Arizona Foreign LLC Name Requirements in 2026: When You Need a Fictitious Name
Arizona foreign LLC name requirements in 2026 are simpler than most owners expect, but the rule that trips people up is not the one they were looking for. You pulled your home-state LLC name from Delaware. You want to do business in Arizona. You opened the Arizona Corporation Commission records search to see if the name is available. Another Arizona LLC is already using it — and now you need to know whether you can keep the home-state name in Arizona under a Fictitious Name, whether you have to change the home-state name itself, or whether the Arizona name conflict is going to force a brand decision before you ever file a Certificate of Authority. This is what the rule actually says, what it does not say, and the practical order for getting the name through the Arizona Corporation Commission without bouncing a foreign qualification application.

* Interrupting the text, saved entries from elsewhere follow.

// SPDX-License-Identifier: MIT

//! Tokenizer for workflow expressions

use crate::adk::error::EvaluationError;

#[derive(Debug, Clone, PartialEq)]
pub enum Token {
    Number(f64),
    Str(String),
    /// Identifier, including `$`-prefixed roots and word operators
    Ident(String),
    LParen,
    RParen,
    LBracket,
    RBracket,
    Comma,
    Dot,
    Question,
    Colon,
    Bang,
    Plus,
    Minus,
    Star,
    Slash,
    Percent,
    EqEq,
    NotEq,
    Lt,
    Lte,
    Gt,
    Gte,
    AndAnd,
    OrOr,
    QuestionQuestion,
    Eof,
}

/// A token and the byte offset it starts at
#[derive(Debug, Clone, PartialEq)]
pub struct Spanned {
    pub token: Token,
    pub position: usize,
}

/// Split an expression into tokens
pub fn tokenize(input: &str) -> Result<Vec<Spanned>, EvaluationError> {
    let chars: Vec<(usize, char)> = input.char_indices().collect();
    let mut tokens = Vec::new();
    let mut i = 0;

    let peek = |i: usize| chars.get(i).map(|(_, c)| *c);

    while i < chars.len() {
        let (pos, c) = chars[i];

        if c.is_whitespace() {
            i += 1;
            continue;
        }

        let single = |token: Token| Spanned {
            token,
            position: pos,
        };

        match c {
            '(' => tokens.push(single(Token::LParen)),
            ')' => tokens.push(single(Token::RParen)),
            '[' => tokens.push(single(Token::LBracket)),
            ']' => tokens.push(single(Token::RBracket)),
            ',' => tokens.push(single(Token::Comma)),
            ':' => tokens.push(single(Token::Colon)),
            '+' => tokens.push(single(Token::Plus)),
            '-' => tokens.push(single(Token::Minus)),
            '*' => tokens.push(single(Token::Star)),
            '/' => tokens.push(single(Token::Slash)),
            '%' => tokens.push(single(Token::Percent)),
            '.' if !peek(i + 1).is_some_and(|n| n.is_ascii_digit()) => {
                tokens.push(single(Token::Dot))
            }
            '?' => {
                if peek(i + 1) == Some('?') {
                    tokens.push(single(Token::QuestionQuestion));
                    i += 1;
                } else {
                    tokens.push(single(Token::Question));
                }
            }
            '!' => {
                if peek(i + 1) == Some('=') {
                    tokens.push(single(Token::NotEq));
                    i += 1;
                    if peek(i + 1) == Some('=') {
                        i += 1;
                    }
                } else {
                    tokens.push(single(Token::Bang));
                }
            }
            '=' => match peek(i + 1) {
                Some('=') => {
                    tokens.push(single(Token::EqEq));
                    i += 1;
                    if peek(i + 1) == Some('=') {
                        i += 1;
                    }
                }
                Some('>') => return Err(EvaluationError::Sandbox("=>".to_string())),
                _ => return Err(EvaluationError::Sandbox("=".to_string())),
            },
            '<' => {
                if peek(i + 1) == Some('=') {
                    tokens.push(single(Token::Lte));
                    i += 1;
                } else {
                    tokens.push(single(Token::Lt));
                }
            }
            '>' => {
                if peek(i + 1) == Some('=') {
                    tokens.push(single(Token::Gte));
                    i += 1;
                } else {
                    tokens.push(single(Token::Gt));
                }
            }
            '&' => {
                if peek(i + 1) == Some('&') {
                    tokens.push(single(Token::AndAnd));
                    i += 1;
                } else {
                    return Err(EvaluationError::syntax(pos, "bitwise '&' is not supported"));
                }
            }
            '|' => {
                if peek(i + 1) == Some('|') {
                    tokens.push(single(Token::OrOr));
                    i += 1;
                } else {
                    return Err(EvaluationError::syntax(pos, "bitwise '|' is not supported"));
                }
            }
            '\'' | '"' => {
                let (value, next) = read_string(&chars, i, c)?;
                tokens.push(single(Token::Str(value)));
                i = next;
                continue;
            }
            '`' => return Err(EvaluationError::Sandbox("template literal".to_string())),
            c if c.is_ascii_digit() || c == '.' => {
                let start = i;
                while i < chars.len() && (chars[i].1.is_ascii_digit() || chars[i].1 == '.') {
                    i += 1;
                }
                // exponent part
                if i < chars.len() && (chars[i].1 == 'e' || chars[i].1 == 'E') {
                    let mut j = i + 1;
                    if j < chars.len() && (chars[j].1 == '+' || chars[j].1 == '-') {
                        j += 1;
                    }
                    if j < chars.len() && chars[j].1.is_ascii_digit() {
                        i = j;
                        while i < chars.len() && chars[i].1.is_ascii_digit() {
                            i += 1;
                        }
                    }
                }
                let text: String = chars[start..i].iter().map(|(_, c)| *c).collect();
                let number = text
                    .parse::<f64>()
                    .map_err(|_| EvaluationError::syntax(pos, format!("invalid number '{}'", text)))?;
                tokens.push(single(Token::Number(number)));
                continue;
            }
            c if c == '$' || c == '_' || c.is_alphabetic() => {
                let start = i;
                i += 1;
                while i < chars.len() && (chars[i].1 == '_' || chars[i].1.is_alphanumeric()) {
                    i += 1;
                }
                let text: String = chars[start..i].iter().map(|(_, c)| *c).collect();
                tokens.push(single(Token::Ident(text)));
                continue;
            }
            other => {
                return Err(EvaluationError::syntax(
                    pos,
                    format!("unexpected character '{}'", other),
                ))
            }
        }
        i += 1;
    }

    tokens.push(Spanned {
        token: Token::Eof,
        position: input.len(),
    });
    Ok(tokens)
}

fn read_string(
    chars: &[(usize, char)],
    start: usize,
    quote: char,
) -> Result<(String, usize), EvaluationError> {
    let mut value = String::new();
    let mut i = start + 1;
    while i < chars.len() {
        let c = chars[i].1;
        if c == quote {
            return Ok((value, i + 1));
        }
        if c == '\\' {
            i += 1;
            let escaped = chars
                .get(i)
                .map(|(_, c)| *c)
                .ok_or_else(|| EvaluationError::syntax(chars[start].0, "unterminated string"))?;
            value.push(match escaped {
                'n' => '\n',
                't' => '\t',
                'r' => '\r',
                other => other,
            });
        } else {
            value.push(c);
        }
        i += 1;
    }
    Err(EvaluationError::syntax(chars[start].0, "unterminated string"))
}

#[cfg(test)]
mod tests {
    use super::*;

    fn kinds(input: &str) -> Vec<Token> {
        tokenize(input)
            .unwrap()
            .into_iter()
            .map(|s| s.token)
            .collect()
    }

    #[test]
    fn test_tokenize_comparison() {
        assert_eq!(
            kinds("$input.value >= 50"),
            vec![
                Token::Ident("$input".into()),
                Token::Dot,
                Token::Ident("value".into()),
                Token::Gte,
                Token::Number(50.0),
                Token::Eof,
            ]
        );
    }

    #[test]
    fn test_strict_equality_collapses() {
        assert_eq!(
            kinds("a === b !== c"),
            vec![
                Token::Ident("a".into()),
                Token::EqEq,
                Token::Ident("b".into()),
                Token::NotEq,
                Token::Ident("c".into()),
                Token::Eof,
            ]
        );
    }

    #[test]
    fn test_strings_with_escapes() {
        assert_eq!(
            kinds(r#"'it\'s' "two""#),
            vec![
                Token::Str("it's".into()),
                Token::Str("two".into()),
                Token::Eof
            ]
        );
    }

    #[test]
    fn test_numbers() {
        assert_eq!(
            kinds("1.5 .5 2e3"),
            vec![
                Token::Number(1.5),
                Token::Number(0.5),
                Token::Number(2000.0),
                Token::Eof
            ]
        );
    }

    #[test]
    fn test_assignment_and_arrows_rejected() {
        assert!(matches!(
            tokenize("x = 1"),
            Err(EvaluationError::Sandbox(_))
        ));
        assert!(matches!(
            tokenize("x => x"),
            Err(EvaluationError::Sandbox(_))
        ));
        assert!(matches!(
            tokenize("`${x}`"),
            Err(EvaluationError::Sandbox(_))
        ));
    }

    #[test]
    fn test_unterminated_string() {
        let err = tokenize("'abc").unwrap_err();
        assert!(err.is_syntax());
    }
}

An Arizona foreign LLC is any LLC formed outside Arizona — Delaware, Wyoming, California, New Mexico, anywhere — that wants to do business in Arizona on a regular, ongoing, or continuous basis. The LLC does not have to be physically present in Arizona. If the LLC has Arizona customers, Arizona vendors, an Arizona bank account, Arizona employees, or Arizona property, the LLC is doing business in Arizona under A.R.S. § 10-1501. A foreign LLC doing business in Arizona without a Certificate of Authority under A.R.S. § 10-1502 cannot maintain a suit in Arizona courts, but the LLC can still be sued in Arizona — exactly the wrong side of that asymmetry.
Here is how the Arizona Corporation Commission (ACC) handles foreign-LLC names, so you know what the rest of the article is reading against:

What the home-state name gets you in Arizona in 2026
Under A.R.S. § 10-1502, an Arizona foreign LLC registers with the ACC by filing an Application for Certificate of Authority. The application requires the LLC’s legal name, the LLC’s state of formation, the LLC’s principal office address, and the LLC’s Arizona statutory agent. The legal name the LLC provides is the LLC’s home-state name — the name on the Articles of Organization (or equivalent) in the LLC’s state of formation. In most cases, the home-state name carries into Arizona as the LLC’s Arizona registered name. The ACC records the name as written, and the LLC does business in Arizona under that name without filing anything extra.
The pattern is: an Arizona foreign LLC gets to keep its home-state name by default. The LLC only needs a Fictitious Name when the home-state name is not available in Arizona.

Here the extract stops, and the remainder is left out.